危険予知活動とは?手順や上手に運用していくポイント

危険予知活動に関する基礎知識

まず初めに、基本的な仕組みから理解しましょう。

危険予知活動とは?

建設業や製造業など、比較的リスクが多い業界に携わる皆様なら、職場や作業現場で起こりうるトラブルや災害を、未然に防ぐための活動を意味する、「危険予知活動」という言葉をご存知でしょう。

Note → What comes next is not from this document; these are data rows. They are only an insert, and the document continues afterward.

// src/handlers/options.rs

use axum::{
    Json,
    extract::{Path, State},
    http::StatusCode,
    response::IntoResponse,
};
use validator::Validate;

use crate::{
    error::AppError,
    models::answer_option::{CreateAnswerOptionRequest, UpdateAnswerOptionRequest},
    state::AppState,
    store::CatalogStore,
    utils::html::{clean_optional, clean_text},
};

/// Lists the active answer scale, ordered by position.
pub async fn list_options(State(state): State<AppState>) -> Result<impl IntoResponse, AppError> {
    let options = state.store.list_answer_options().await?;
    Ok(Json(options))
}

/// Retrieves a single answer option by ID.
pub async fn get_option(
    State(state): State<AppState>,
    Path(id): Path<i64>,
) -> Result<impl IntoResponse, AppError> {
    let option = state
        .store
        .get_answer_option(id)
        .await?
        .ok_or(AppError::NotFound("Answer option not found".to_string()))?;

    Ok(Json(option))
}

/// Creates a new answer option; appended after the last scale position when
/// none is given.
/// Admin only.
pub async fn create_option(
    State(state): State<AppState>,
    Json(payload): Json<CreateAnswerOptionRequest>,
) -> Result<impl IntoResponse, AppError> {
    if let Err(validation_errors) = payload.validate() {
        return Err(AppError::Validation(validation_errors.to_string()));
    }

    let payload = CreateAnswerOptionRequest {
        label: clean_text(payload.label.trim()),
        description: clean_optional(payload.description),
        ..payload
    };

    let option = state.store.create_answer_option(&payload).await?;

    Ok((StatusCode::CREATED, Json(option)))
}

/// Updates an answer option by ID.
/// Admin only.
pub async fn update_option(
    State(state): State<AppState>,
    Path(id): Path<i64>,
    Json(payload): Json<UpdateAnswerOptionRequest>,
) -> Result<impl IntoResponse, AppError> {
    if let Err(validation_errors) = payload.validate() {
        return Err(AppError::Validation(validation_errors.to_string()));
    }

    let payload = UpdateAnswerOptionRequest {
        label: clean_text(payload.label.trim()),
        description: clean_optional(payload.description),
        ..payload
    };

    let option = state.store.update_answer_option(id, &payload).await?;

    Ok(Json(option))
}

/// Soft-deletes an answer option (active=false).
/// Admin only.
pub async fn delete_option(
    State(state): State<AppState>,
    Path(id): Path<i64>,
) -> Result<impl IntoResponse, AppError> {
    state.store.disable_answer_option(id).await?;
    Ok(StatusCode::NO_CONTENT)
}
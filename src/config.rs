// src/config.rs

use dotenvy::dotenv;
use std::env;

#[derive(Debug, Clone)]
pub struct Config {
    pub database_url: String,
    pub jwt_secret: String,
    /// Token lifetime in seconds.
    pub jwt_expiration: u64,
    pub port: u16,
    pub rust_log: String,
    /// Optional first-run admin account, seeded at startup when both are set.
    pub admin_email: Option<String>,
    pub admin_password: Option<String>,
}

impl Config {
    pub fn from_env() -> Self {
        dotenv().ok();

        let database_url = env::var("DATABASE_URL").expect("DATABASE_URL must be set");

        let jwt_secret = env::var("JWT_SECRET").expect("JWT_SECRET must be set");

        let jwt_expiration = env::var("JWT_EXPIRATION")
            .ok()
            .and_then(|v| v.parse().ok())
            .unwrap_or(86_400);

        let port = env::var("PORT")
            .ok()
            .and_then(|v| v.parse().ok())
            .unwrap_or(8002);

        let rust_log = env::var("RUST_LOG").unwrap_or_else(|_| "info".to_string());

        Self {
            database_url,
            jwt_secret,
            jwt_expiration,
            port,
            rust_log,
            admin_email: env::var("ADMIN_EMAIL").ok(),
            admin_password: env::var("ADMIN_PASSWORD").ok(),
        }
    }
}
//! Fingerprint comparison against a reference definition.

use std::fmt;

use brrr_req_repr::{fingerprint, Module, ReprResult};
use serde::{Deserialize, Serialize};
use tracing::warn;

use super::not_defined;
use crate::definitions::definitions_of;
use crate::rules::{Check, Diagnostic, RuleKind};

/// The right-hand sides of `target` must fingerprint to `fingerprint`.
#[derive(Debug, Clone, PartialEq, Eq, Serialize, Deserialize)]
#[serde(deny_unknown_fields)]
pub struct MatchesExpectedRule {
    pub target: String,
    pub fingerprint: u64,
}

impl Check for MatchesExpectedRule {
    fn kind(&self) -> RuleKind {
        RuleKind::MatchesExpected
    }

    fn check(&self, module: &Module) -> Vec<Diagnostic> {
        match fingerprint_definition(module, &self.target) {
            Ok(None) => vec![not_defined(&self.target)],
            Ok(Some(actual)) if actual == self.fingerprint => Vec::new(),
            Ok(Some(actual)) => vec![self.mismatch(actual)],
            Err(err) => {
                warn!("Could not fingerprint `{}`: {}", self.target, err);
                vec![self.mismatch(err)]
            }
        }
    }
}

impl MatchesExpectedRule {
    fn mismatch(&self, computed: impl fmt::Display) -> Diagnostic {
        Diagnostic::new(format!(
            "`{}` does not have the expected definition. ({})",
            self.target, computed
        ))
    }
}

/// Fingerprint of all right-hand sides of `name`, in document order.
///
/// `Ok(None)` when `name` is not defined. Run this against a reference
/// solution to obtain the value for [`MatchesExpectedRule`].
pub fn fingerprint_definition(module: &Module, name: &str) -> ReprResult<Option<u64>> {
    let defs = definitions_of(module, name);
    if defs.is_empty() {
        return Ok(None);
    }
    fingerprint(&defs).map(Some)
}
//! Requirement definition files.
//!
//! # Example
//!
//! ```toml
//! [[requirement]]
//! description = "square is defined via pow"
//! rules = [
//!   { kind = "defined_by_function", target = "square", via = "pow" },
//!   { kind = "not_used", target = "unsafePerformIO" },
//! ]
//!
//! [[requirement]]
//! description = "sumTo matches the reference solution"
//! rules = [{ kind = "matches_expected", target = "sumTo", fingerprint = 418_233 }]
//! ```
//!
//! Rules with an unknown `kind` load as [`Rule::Unrecognized`]. Any other
//! unknown key, on a requirement or on a known rule, is an error.

use std::fs;
use std::path::Path;

use serde::Deserialize;
use tracing::debug;

use crate::error::{ConfigError, Result};
use crate::rules::{Requirement, Rule};

#[derive(Debug, Default, Deserialize)]
#[serde(deny_unknown_fields)]
struct RequirementFile {
    #[serde(default, rename = "requirement")]
    requirements: Vec<Requirement>,
}

/// Parse requirement definitions from TOML text.
pub fn parse_requirements(content: &str) -> Result<Vec<Requirement>> {
    let file: RequirementFile = toml::from_str(content)?;
    validate(&file.requirements)?;
    Ok(file.requirements)
}

/// Load requirement definitions from a TOML file.
pub fn load_requirements(path: &Path) -> Result<Vec<Requirement>> {
    let content = fs::read_to_string(path).map_err(|source| ConfigError::Io {
        path: path.to_path_buf(),
        source,
    })?;
    let file: RequirementFile =
        toml::from_str(&content).map_err(|source| ConfigError::ParseFile {
            path: path.to_path_buf(),
            source,
        })?;
    validate(&file.requirements)?;

    debug!(
        "Loaded {} requirement(s) from {}",
        file.requirements.len(),
        path.display()
    );
    Ok(file.requirements)
}

/// Names must be non-empty; nothing else is checked up front.
fn validate(requirements: &[Requirement]) -> Result<()> {
    for requirement in requirements {
        for rule in &requirement.rules {
            let mut names = rule.target().into_iter().collect::<Vec<_>>();
            if let Rule::DefinedByFunction(inner) = rule {
                names.push(&inner.via);
            }
            if names.iter().any(|name| name.trim().is_empty()) {
                return Err(ConfigError::Invalid {
                    requirement: requirement.description.clone(),
                    detail: format!(
                        "{} rule has an empty name",
                        rule.kind().map_or("unrecognized", |kind| kind.name())
                    ),
                });
            }
        }
    }
    Ok(())
}
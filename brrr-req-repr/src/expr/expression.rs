//! Expression types

use serde::{Deserialize, Serialize};

use super::location::{Range, WithLoc};
use super::pattern::Pattern;
use super::{Literal, Name, QName};
use crate::decl::{Binds, Decl, Rhs, Type};

/// Expression with source location
pub type Expr = WithLoc<Expr_>;

/// Statement with source location (do-blocks, guards, comprehensions)
pub type Stmt = WithLoc<Stmt_>;

/// Expression underlying type
#[derive(Debug, Clone, PartialEq, Serialize, Deserialize)]
pub enum Expr_ {
    // === Atoms ===
    /// Variable reference `x`, `Data.List.sort`, `(+)`
    Var(QName),
    /// Constructor reference `Just`, `True`
    Con(QName),
    /// Literal `42`, `"hello"`
    Lit(Literal),

    // === Application ===
    /// Prefix application `f x`
    App(Box<Expr>, Box<Expr>),
    /// Infix application `x + y`, ``x `div` y``.
    /// The operator is itself a `Var` or `Con` expression.
    InfixApp(Box<Expr>, Box<Expr>, Box<Expr>),
    /// Negation `-x`
    Neg(Box<Expr>),
    /// Left section `(x +)`
    LeftSection(Box<Expr>, Box<Expr>),
    /// Right section `(+ x)`
    RightSection(Box<Expr>, Box<Expr>),

    // === Binding forms ===
    /// Lambda `\p₁ p₂ -> e`
    Lambda(Vec<Pattern>, Box<Expr>),
    /// Local bindings `let { ... } in e`
    Let(Binds, Box<Expr>),

    // === Control flow ===
    /// Conditional `if c then t else f`
    If(Box<Expr>, Box<Expr>, Box<Expr>),
    /// Case analysis `case e of { alts }`
    Case(Box<Expr>, Vec<Alt>),
    /// Do-block `do { stmts }`
    Do(Vec<Stmt>),

    // === Data ===
    /// Tuple `(a, b)`
    Tuple(Vec<Expr>),
    /// List `[a, b]`
    List(Vec<Expr>),
    /// List comprehension `[e | stmts]`
    ListComp(Box<Expr>, Vec<Stmt>),
    /// Arithmetic sequence `[a..]`, `[a, b..c]`
    EnumFrom {
        from: Box<Expr>,
        then: Option<Box<Expr>>,
        to: Option<Box<Expr>>,
    },

    // === Misc ===
    /// Parenthesized expression `(e)`
    Paren(Box<Expr>),
    /// Type annotation `e :: T`
    Annotated(Box<Expr>, Type),
}

/// Statement underlying type
#[derive(Debug, Clone, PartialEq, Serialize, Deserialize)]
pub enum Stmt_ {
    /// Binding statement `p <- e`
    Generator(Pattern, Expr),
    /// Plain expression (a guard condition, or an action in a do-block)
    Qualifier(Expr),
    /// Local bindings `let { ... }`
    Let(Binds),
}

/// Alternative in a case expression
#[derive(Debug, Clone, PartialEq, Serialize, Deserialize)]
pub struct Alt {
    /// Source range
    pub range: Range,
    /// Pattern to match
    pub pattern: Pattern,
    /// Body, possibly guarded
    pub rhs: Rhs,
    /// Trailing `where` bindings
    pub binds: Option<Binds>,
}

impl Alt {
    /// Create an unguarded alternative
    pub fn new(pattern: Pattern, body: Expr) -> Self {
        Self {
            range: Range::SYNTHETIC,
            pattern,
            rhs: Rhs::UnGuarded(body),
            binds: None,
        }
    }
}

impl Expr {
    /// Synthetic unqualified variable reference
    pub fn var(name: &str) -> Self {
        WithLoc::synthetic(Expr_::Var(QName::unqual(Name::ident(name))))
    }

    /// Synthetic module-qualified variable reference
    pub fn qvar(module: &str, name: &str) -> Self {
        WithLoc::synthetic(Expr_::Var(QName::qual(module, Name::ident(name))))
    }

    /// Synthetic operator reference `(+)`
    pub fn op(symbol: &str) -> Self {
        WithLoc::synthetic(Expr_::Var(QName::unqual(Name::symbol(symbol))))
    }

    /// Synthetic constructor reference
    pub fn con(name: &str) -> Self {
        WithLoc::synthetic(Expr_::Con(QName::unqual(Name::ident(name))))
    }

    /// Synthetic literal
    pub fn lit(lit: Literal) -> Self {
        WithLoc::synthetic(Expr_::Lit(lit))
    }

    /// Synthetic integer literal
    pub fn int(v: i64) -> Self {
        Self::lit(Literal::Int(v))
    }

    /// Synthetic application `f x`
    pub fn app(func: Expr, arg: Expr) -> Self {
        WithLoc::synthetic(Expr_::App(Box::new(func), Box::new(arg)))
    }

    /// Synthetic curried application `f a b c`
    pub fn apps(func: Expr, args: Vec<Expr>) -> Self {
        args.into_iter().fold(func, Self::app)
    }

    /// Synthetic operator application `l <op> r`
    pub fn infix(left: Expr, op: &str, right: Expr) -> Self {
        WithLoc::synthetic(Expr_::InfixApp(
            Box::new(left),
            Box::new(Self::op(op)),
            Box::new(right),
        ))
    }

    /// Synthetic backtick application ``l `name` r``
    pub fn backtick(left: Expr, name: &str, right: Expr) -> Self {
        WithLoc::synthetic(Expr_::InfixApp(
            Box::new(left),
            Box::new(Self::var(name)),
            Box::new(right),
        ))
    }

    /// Synthetic lambda
    pub fn lambda(params: Vec<Pattern>, body: Expr) -> Self {
        WithLoc::synthetic(Expr_::Lambda(params, Box::new(body)))
    }

    /// Synthetic `let decls in body`
    pub fn let_in(decls: Vec<Decl>, body: Expr) -> Self {
        WithLoc::synthetic(Expr_::Let(Binds::new(decls), Box::new(body)))
    }

    /// Synthetic conditional
    pub fn if_then_else(cond: Expr, then: Expr, otherwise: Expr) -> Self {
        WithLoc::synthetic(Expr_::If(Box::new(cond), Box::new(then), Box::new(otherwise)))
    }

    /// Synthetic case expression
    pub fn case(scrutinee: Expr, alts: Vec<Alt>) -> Self {
        WithLoc::synthetic(Expr_::Case(Box::new(scrutinee), alts))
    }

    /// Synthetic do-block
    pub fn do_block(stmts: Vec<Stmt>) -> Self {
        WithLoc::synthetic(Expr_::Do(stmts))
    }

    /// Synthetic tuple
    pub fn tuple(elems: Vec<Expr>) -> Self {
        WithLoc::synthetic(Expr_::Tuple(elems))
    }

    /// Synthetic list
    pub fn list(elems: Vec<Expr>) -> Self {
        WithLoc::synthetic(Expr_::List(elems))
    }

    /// Synthetic parenthesized expression
    pub fn paren(inner: Expr) -> Self {
        WithLoc::synthetic(Expr_::Paren(Box::new(inner)))
    }
}

impl Stmt {
    /// Synthetic guard/action statement
    pub fn qualifier(expr: Expr) -> Self {
        WithLoc::synthetic(Stmt_::Qualifier(expr))
    }

    /// Synthetic generator `p <- e`
    pub fn generator(pattern: Pattern, expr: Expr) -> Self {
        WithLoc::synthetic(Stmt_::Generator(pattern, expr))
    }

    /// Synthetic `let` statement
    pub fn let_stmt(decls: Vec<Decl>) -> Self {
        WithLoc::synthetic(Stmt_::Let(Binds::new(decls)))
    }
}
//! Pattern types for parameters, bindings and case alternatives

use serde::{Deserialize, Serialize};

use super::location::WithLoc;
use super::{Literal, Name, QName};

/// Pattern with source location
pub type Pattern = WithLoc<Pattern_>;

/// Pattern underlying type
#[derive(Debug, Clone, PartialEq, Serialize, Deserialize)]
pub enum Pattern_ {
    /// Wildcard pattern `_`
    Wild,

    /// Variable binding pattern `x`
    Var(Name),

    /// Literal pattern `0`, `'a'`, `"yes"`
    Lit(Literal),

    /// Numeric-offset pattern `n+1`
    NPlusK(Name, i64),

    /// Constructor application `Just x`, `Nothing`
    Con(QName, Vec<Pattern>),

    /// Infix constructor application `x : xs`
    InfixCon(Box<Pattern>, QName, Box<Pattern>),

    /// Tuple pattern `(p₁, p₂, ...)`
    Tuple(Vec<Pattern>),

    /// List pattern `[p₁, p₂]`
    List(Vec<Pattern>),

    /// Parenthesized pattern `(p)`
    Paren(Box<Pattern>),

    /// As-pattern `xs@p`
    As(Name, Box<Pattern>),

    /// Irrefutable pattern `~p`
    Lazy(Box<Pattern>),

    /// Strict pattern `!p`
    Bang(Box<Pattern>),
}

impl Pattern {
    /// Synthetic wildcard pattern
    pub fn wild() -> Self {
        WithLoc::synthetic(Pattern_::Wild)
    }

    /// Synthetic variable pattern
    pub fn var(name: &str) -> Self {
        WithLoc::synthetic(Pattern_::Var(Name::ident(name)))
    }

    /// Synthetic literal pattern
    pub fn lit(lit: Literal) -> Self {
        WithLoc::synthetic(Pattern_::Lit(lit))
    }

    /// Synthetic `n+k` pattern
    pub fn n_plus_k(name: &str, k: i64) -> Self {
        WithLoc::synthetic(Pattern_::NPlusK(Name::ident(name), k))
    }

    /// Synthetic constructor pattern
    pub fn con(con: &str, args: Vec<Pattern>) -> Self {
        WithLoc::synthetic(Pattern_::Con(QName::unqual(Name::ident(con)), args))
    }

    /// Synthetic infix constructor pattern, e.g. `cons(x, ":", xs)`
    pub fn infix_con(left: Pattern, op: &str, right: Pattern) -> Self {
        WithLoc::synthetic(Pattern_::InfixCon(
            Box::new(left),
            QName::unqual(Name::symbol(op)),
            Box::new(right),
        ))
    }

    /// Synthetic tuple pattern
    pub fn tuple(elems: Vec<Pattern>) -> Self {
        WithLoc::synthetic(Pattern_::Tuple(elems))
    }

    /// Synthetic list pattern
    pub fn list(elems: Vec<Pattern>) -> Self {
        WithLoc::synthetic(Pattern_::List(elems))
    }

    /// Synthetic parenthesized pattern
    pub fn paren(inner: Pattern) -> Self {
        WithLoc::synthetic(Pattern_::Paren(Box::new(inner)))
    }

    /// Synthetic as-pattern
    pub fn as_pat(name: &str, inner: Pattern) -> Self {
        WithLoc::synthetic(Pattern_::As(Name::ident(name), Box::new(inner)))
    }

    /// Peel off any number of enclosing parentheses
    pub fn strip_parens(&self) -> &Pattern {
        let mut pat = self;
        while let Pattern_::Paren(inner) = &pat.value {
            pat = inner;
        }
        pat
    }
}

「K(危険)」「Y(予知)」の頭文字をとって、KY活動やKYKと表すこともあり、厚生労働省では下記のように記載してます。
“事故・災害を防止するには、業務を始める前に、「どんな危険が潜んでいるか」を職場で話し合い「これは危ないなぁ」と危険のポイントについて合意します。そして、対策を決め、行動目標や指差し呼称項目を設定し、1人ひとりが指差し呼称で安全衛生を先取りしながら業務を進めます。このプロセスがKY活動です。“

参照:厚生労働省「KY活動」

危険予知活動に取り組み、職場や作業現場での安全性が向上することで、生産性や従業員満足度を高められます。

また、KYKと混同されやすい言葉として、KYTが挙げられます。KYTとは危険予知訓練(危険予知トレーニング)のことで、安全に現場で作業を行うために、事前に事務所や会議室で開かれる講習会などで、危険を予測して対策を考える訓練です。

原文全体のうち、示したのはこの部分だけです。